[Try it]:
From the first entry to the last, copy the material exactly as it stands.

[Records for this task]:
§
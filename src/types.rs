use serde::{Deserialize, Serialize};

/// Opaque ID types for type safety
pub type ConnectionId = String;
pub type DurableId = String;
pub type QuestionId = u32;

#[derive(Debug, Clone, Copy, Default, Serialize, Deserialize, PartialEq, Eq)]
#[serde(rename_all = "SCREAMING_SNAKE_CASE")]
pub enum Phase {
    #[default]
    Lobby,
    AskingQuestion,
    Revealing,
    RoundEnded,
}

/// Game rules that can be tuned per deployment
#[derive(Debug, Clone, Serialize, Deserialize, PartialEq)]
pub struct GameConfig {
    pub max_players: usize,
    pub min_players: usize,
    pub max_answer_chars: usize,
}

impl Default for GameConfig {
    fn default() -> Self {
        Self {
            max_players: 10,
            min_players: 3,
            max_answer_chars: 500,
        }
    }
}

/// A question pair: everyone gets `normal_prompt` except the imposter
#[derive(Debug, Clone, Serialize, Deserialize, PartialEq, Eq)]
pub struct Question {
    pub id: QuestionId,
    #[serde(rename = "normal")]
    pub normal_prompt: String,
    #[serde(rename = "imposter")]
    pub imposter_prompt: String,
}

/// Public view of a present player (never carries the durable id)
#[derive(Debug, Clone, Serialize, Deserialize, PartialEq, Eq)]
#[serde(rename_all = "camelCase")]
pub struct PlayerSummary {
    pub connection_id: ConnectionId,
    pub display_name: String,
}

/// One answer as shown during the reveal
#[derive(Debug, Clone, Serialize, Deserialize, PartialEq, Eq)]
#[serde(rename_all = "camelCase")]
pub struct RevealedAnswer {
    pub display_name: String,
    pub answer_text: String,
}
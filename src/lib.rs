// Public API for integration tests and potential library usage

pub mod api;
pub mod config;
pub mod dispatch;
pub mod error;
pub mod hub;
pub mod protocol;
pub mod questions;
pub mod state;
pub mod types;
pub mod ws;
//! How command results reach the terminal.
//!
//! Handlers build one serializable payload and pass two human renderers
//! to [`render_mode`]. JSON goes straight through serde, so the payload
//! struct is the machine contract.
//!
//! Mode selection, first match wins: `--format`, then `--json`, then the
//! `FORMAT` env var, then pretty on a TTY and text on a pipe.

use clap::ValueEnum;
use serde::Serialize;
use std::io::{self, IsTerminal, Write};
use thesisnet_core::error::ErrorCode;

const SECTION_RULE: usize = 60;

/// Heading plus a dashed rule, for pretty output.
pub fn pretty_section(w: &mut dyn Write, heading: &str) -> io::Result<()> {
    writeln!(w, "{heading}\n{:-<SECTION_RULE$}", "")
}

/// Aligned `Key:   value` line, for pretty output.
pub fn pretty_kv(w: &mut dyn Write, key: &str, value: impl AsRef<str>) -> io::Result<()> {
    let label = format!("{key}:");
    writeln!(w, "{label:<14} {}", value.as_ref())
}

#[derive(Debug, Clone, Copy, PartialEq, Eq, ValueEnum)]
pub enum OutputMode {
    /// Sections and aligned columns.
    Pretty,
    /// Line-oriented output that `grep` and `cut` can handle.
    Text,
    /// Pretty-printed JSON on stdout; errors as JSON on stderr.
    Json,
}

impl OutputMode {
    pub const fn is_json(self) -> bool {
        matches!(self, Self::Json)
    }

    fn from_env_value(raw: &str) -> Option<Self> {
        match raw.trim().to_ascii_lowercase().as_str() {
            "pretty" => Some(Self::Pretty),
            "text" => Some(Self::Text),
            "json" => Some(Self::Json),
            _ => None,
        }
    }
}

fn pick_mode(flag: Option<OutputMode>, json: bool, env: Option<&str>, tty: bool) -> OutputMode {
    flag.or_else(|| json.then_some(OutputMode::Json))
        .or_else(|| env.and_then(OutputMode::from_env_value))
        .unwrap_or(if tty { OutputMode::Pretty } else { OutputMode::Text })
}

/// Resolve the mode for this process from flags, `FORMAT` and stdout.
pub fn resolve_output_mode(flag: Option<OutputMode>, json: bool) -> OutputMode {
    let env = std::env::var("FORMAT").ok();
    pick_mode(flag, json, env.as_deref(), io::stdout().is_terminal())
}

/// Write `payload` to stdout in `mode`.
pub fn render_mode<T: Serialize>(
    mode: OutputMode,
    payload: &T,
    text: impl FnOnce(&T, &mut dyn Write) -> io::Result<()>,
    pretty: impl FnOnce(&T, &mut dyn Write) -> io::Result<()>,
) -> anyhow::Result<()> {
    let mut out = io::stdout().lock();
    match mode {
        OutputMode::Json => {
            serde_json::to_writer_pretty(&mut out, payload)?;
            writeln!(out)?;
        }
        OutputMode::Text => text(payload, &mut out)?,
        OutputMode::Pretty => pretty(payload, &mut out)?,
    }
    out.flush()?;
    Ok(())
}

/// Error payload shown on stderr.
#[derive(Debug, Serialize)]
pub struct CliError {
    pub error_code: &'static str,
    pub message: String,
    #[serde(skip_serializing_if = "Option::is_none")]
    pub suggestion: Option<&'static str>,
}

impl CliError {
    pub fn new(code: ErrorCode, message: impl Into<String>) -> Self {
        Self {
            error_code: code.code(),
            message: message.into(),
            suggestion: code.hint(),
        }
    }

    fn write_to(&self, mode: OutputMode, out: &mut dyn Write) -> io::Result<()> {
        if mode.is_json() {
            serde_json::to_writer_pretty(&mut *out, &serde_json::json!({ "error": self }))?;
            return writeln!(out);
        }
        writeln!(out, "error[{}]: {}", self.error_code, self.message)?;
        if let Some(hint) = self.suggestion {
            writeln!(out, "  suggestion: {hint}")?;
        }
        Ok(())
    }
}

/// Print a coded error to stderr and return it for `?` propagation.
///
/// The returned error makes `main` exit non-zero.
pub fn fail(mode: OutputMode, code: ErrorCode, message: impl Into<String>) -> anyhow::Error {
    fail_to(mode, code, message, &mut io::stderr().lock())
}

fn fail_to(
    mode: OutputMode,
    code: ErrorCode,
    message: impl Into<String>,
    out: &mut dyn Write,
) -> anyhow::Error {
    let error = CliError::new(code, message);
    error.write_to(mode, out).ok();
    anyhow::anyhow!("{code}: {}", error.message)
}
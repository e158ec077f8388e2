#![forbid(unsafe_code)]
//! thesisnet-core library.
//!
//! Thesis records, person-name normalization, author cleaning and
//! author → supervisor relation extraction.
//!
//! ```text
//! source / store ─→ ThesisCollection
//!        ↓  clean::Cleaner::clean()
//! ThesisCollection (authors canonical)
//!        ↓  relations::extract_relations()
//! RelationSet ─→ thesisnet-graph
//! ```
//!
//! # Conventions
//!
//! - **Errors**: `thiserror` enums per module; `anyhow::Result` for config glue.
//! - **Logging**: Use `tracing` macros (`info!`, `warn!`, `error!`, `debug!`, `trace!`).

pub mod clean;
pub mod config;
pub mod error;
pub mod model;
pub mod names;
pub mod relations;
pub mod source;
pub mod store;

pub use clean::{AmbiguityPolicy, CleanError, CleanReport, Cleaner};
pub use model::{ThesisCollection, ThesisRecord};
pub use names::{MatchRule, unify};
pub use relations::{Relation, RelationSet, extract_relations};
§
[Exercise output]:
filename src/types.rs
use serde::{Deserialize, Serialize};

/// Opaque ID types for type safety
pub type ConnectionId = String;
pub type DurableId = String;
pub type QuestionId = u32;

#[derive(Debug, Clone, Copy, Default, Serialize, Deserialize, PartialEq, Eq)]
#[serde(rename_all = "SCREAMING_SNAKE_CASE")]
pub enum Phase {
    #[default]
    Lobby,
    AskingQuestion,
    Revealing,
    RoundEnded,
}

/// Game rules that can be tuned per deployment
#[derive(Debug, Clone, Serialize, Deserialize, PartialEq)]
pub struct GameConfig {
    pub max_players: usize,
    pub min_players: usize,
    pub max_answer_chars: usize,
}

impl Default for GameConfig {
    fn default() -> Self {
        Self {
            max_players: 10,
            min_players: 3,
            max_answer_chars: 500,
        }
    }
}

/// A question pair: everyone gets `normal_prompt` except the imposter
#[derive(Debug, Clone, Serialize, Deserialize, PartialEq, Eq)]
pub struct Question {
    pub id: QuestionId,
    #[serde(rename = "normal")]
    pub normal_prompt: String,
    #[serde(rename = "imposter")]
    pub imposter_prompt: String,
}

/// Public view of a present player (never carries the durable id)
#[derive(Debug, Clone, Serialize, Deserialize, PartialEq, Eq)]
#[serde(rename_all = "camelCase")]
pub struct PlayerSummary {
    pub connection_id: ConnectionId,
    pub display_name: String,
}

/// One answer as shown during the reveal
#[derive(Debug, Clone, Serialize, Deserialize, PartialEq, Eq)]
#[serde(rename_all = "camelCase")]
pub struct RevealedAnswer {
    pub display_name: String,
    pub answer_text: String,
}
filename src/lib.rs
// Public API for integration tests and potential library usage

pub mod api;
pub mod config;
pub mod dispatch;
pub mod error;
pub mod hub;
pub mod protocol;
pub mod questions;
pub mod state;
pub mod types;
pub mod ws;
//! How command results reach the terminal.
//!
//! Handlers build one serializable payload and pass two human renderers
//! to [`render_mode`]. JSON goes straight through serde, so the payload
//! struct is the machine contract.
//!
//! Mode selection, first match wins: `--format`, then `--json`, then the
//! `FORMAT` env var, then pretty on a TTY and text on a pipe.

use clap::ValueEnum;
use serde::Serialize;
use std::io::{self, IsTerminal, Write};
use thesisnet_core::error::ErrorCode;

const SECTION_RULE: usize = 60;

/// Heading plus a dashed rule, for pretty output.
pub fn pretty_section(w: &mut dyn Write, heading: &str) -> io::Result<()> {
    writeln!(w, "{heading}\n{:-<SECTION_RULE$}", "")
}

/// Aligned `Key:   value` line, for pretty output.
pub fn pretty_kv(w: &mut dyn Write, key: &str, value: impl AsRef<str>) -> io::Result<()> {
    let label = format!("{key}:");
    writeln!(w, "{label:<14} {}", value.as_ref())
}

#[derive(Debug, Clone, Copy, PartialEq, Eq, ValueEnum)]
pub enum OutputMode {
    /// Sections and aligned columns.
    Pretty,
    /// Line-oriented output that `grep` and `cut` can handle.
    Text,
    /// Pretty-printed JSON on stdout; errors as JSON on stderr.
    Json,
}

impl OutputMode {
    pub const fn is_json(self) -> bool {
        matches!(self, Self::Json)
    }

    fn from_env_value(raw: &str) -> Option<Self> {
        match raw.trim().to_ascii_lowercase().as_str() {
            "pretty" => Some(Self::Pretty),
            "text" => Some(Self::Text),
            "json" => Some(Self::Json),
            _ => None,
        }
    }
}

fn pick_mode(flag: Option<OutputMode>, json: bool, env: Option<&str>, tty: bool) -> OutputMode {
    flag.or_else(|| json.then_some(OutputMode::Json))
        .or_else(|| env.and_then(OutputMode::from_env_value))
        .unwrap_or(if tty { OutputMode::Pretty } else { OutputMode::Text })
}

/// Resolve the mode for this process from flags, `FORMAT` and stdout.
pub fn resolve_output_mode(flag: Option<OutputMode>, json: bool) -> OutputMode {
    let env = std::env::var("FORMAT").ok();
    pick_mode(flag, json, env.as_deref(), io::stdout().is_terminal())
}

/// Write `payload` to stdout in `mode`.
pub fn render_mode<T: Serialize>(
    mode: OutputMode,
    payload: &T,
    text: impl FnOnce(&T, &mut dyn Write) -> io::Result<()>,
    pretty: impl FnOnce(&T, &mut dyn Write) -> io::Result<()>,
) -> anyhow::Result<()> {
    let mut out = io::stdout().lock();
    match mode {
        OutputMode::Json => {
            serde_json::to_writer_pretty(&mut out, payload)?;
            writeln!(out)?;
        }
        OutputMode::Text => text(payload, &mut out)?,
        OutputMode::Pretty => pretty(payload, &mut out)?,
    }
    out.flush()?;
    Ok(())
}

/// Error payload shown on stderr.
#[derive(Debug, Serialize)]
pub struct CliError {
    pub error_code: &'static str,
    pub message: String,
    #[serde(skip_serializing_if = "Option::is_none")]
    pub suggestion: Option<&'static str>,
}

impl CliError {
    pub fn new(code: ErrorCode, message: impl Into<String>) -> Self {
        Self {
            error_code: code.code(),
            message: message.into(),
            suggestion: code.hint(),
        }
    }

    fn write_to(&self, mode: OutputMode, out: &mut dyn Write) -> io::Result<()> {
        if mode.is_json() {
            serde_json::to_writer_pretty(&mut *out, &serde_json::json!({ "error": self }))?;
            return writeln!(out);
        }
        writeln!(out, "error[{}]: {}", self.error_code, self.message)?;
        if let Some(hint) = self.suggestion {
            writeln!(out, "  suggestion: {hint}")?;
        }
        Ok(())
    }
}

/// Print a coded error to stderr and return it for `?` propagation.
///
/// The returned error makes `main` exit non-zero.
pub fn fail(mode: OutputMode, code: ErrorCode, message: impl Into<String>) -> anyhow::Error {
    fail_to(mode, code, message, &mut io::stderr().lock())
}

fn fail_to(
    mode: OutputMode,
    code: ErrorCode,
    message: impl Into<String>,
    out: &mut dyn Write,
) -> anyhow::Error {
    let error = CliError::new(code, message);
    error.write_to(mode, out).ok();
    anyhow::anyhow!("{code}: {}", error.message)
}
repository e158ec077f8388e2
#![forbid(unsafe_code)]
//! thesisnet-core library.
//!
//! Thesis records, person-name normalization, author cleaning and
//! author → supervisor relation extraction.
//!
//! ```text
//! source / store ─→ ThesisCollection
//!        ↓  clean::Cleaner::clean()
//! ThesisCollection (authors canonical)
//!        ↓  relations::extract_relations()
//! RelationSet ─→ thesisnet-graph
//! ```
//!
//! # Conventions
//!
//! - **Errors**: `thiserror` enums per module; `anyhow::Result` for config glue.
//! - **Logging**: Use `tracing` macros (`info!`, `warn!`, `error!`, `debug!`, `trace!`).

pub mod clean;
pub mod config;
pub mod error;
pub mod model;
pub mod names;
pub mod relations;
pub mod source;
pub mod store;

pub use clean::{AmbiguityPolicy, CleanError, CleanReport, Cleaner};
pub use model::{ThesisCollection, ThesisRecord};
pub use names::{MatchRule, unify};
pub use relations::{Relation, RelationSet, extract_relations};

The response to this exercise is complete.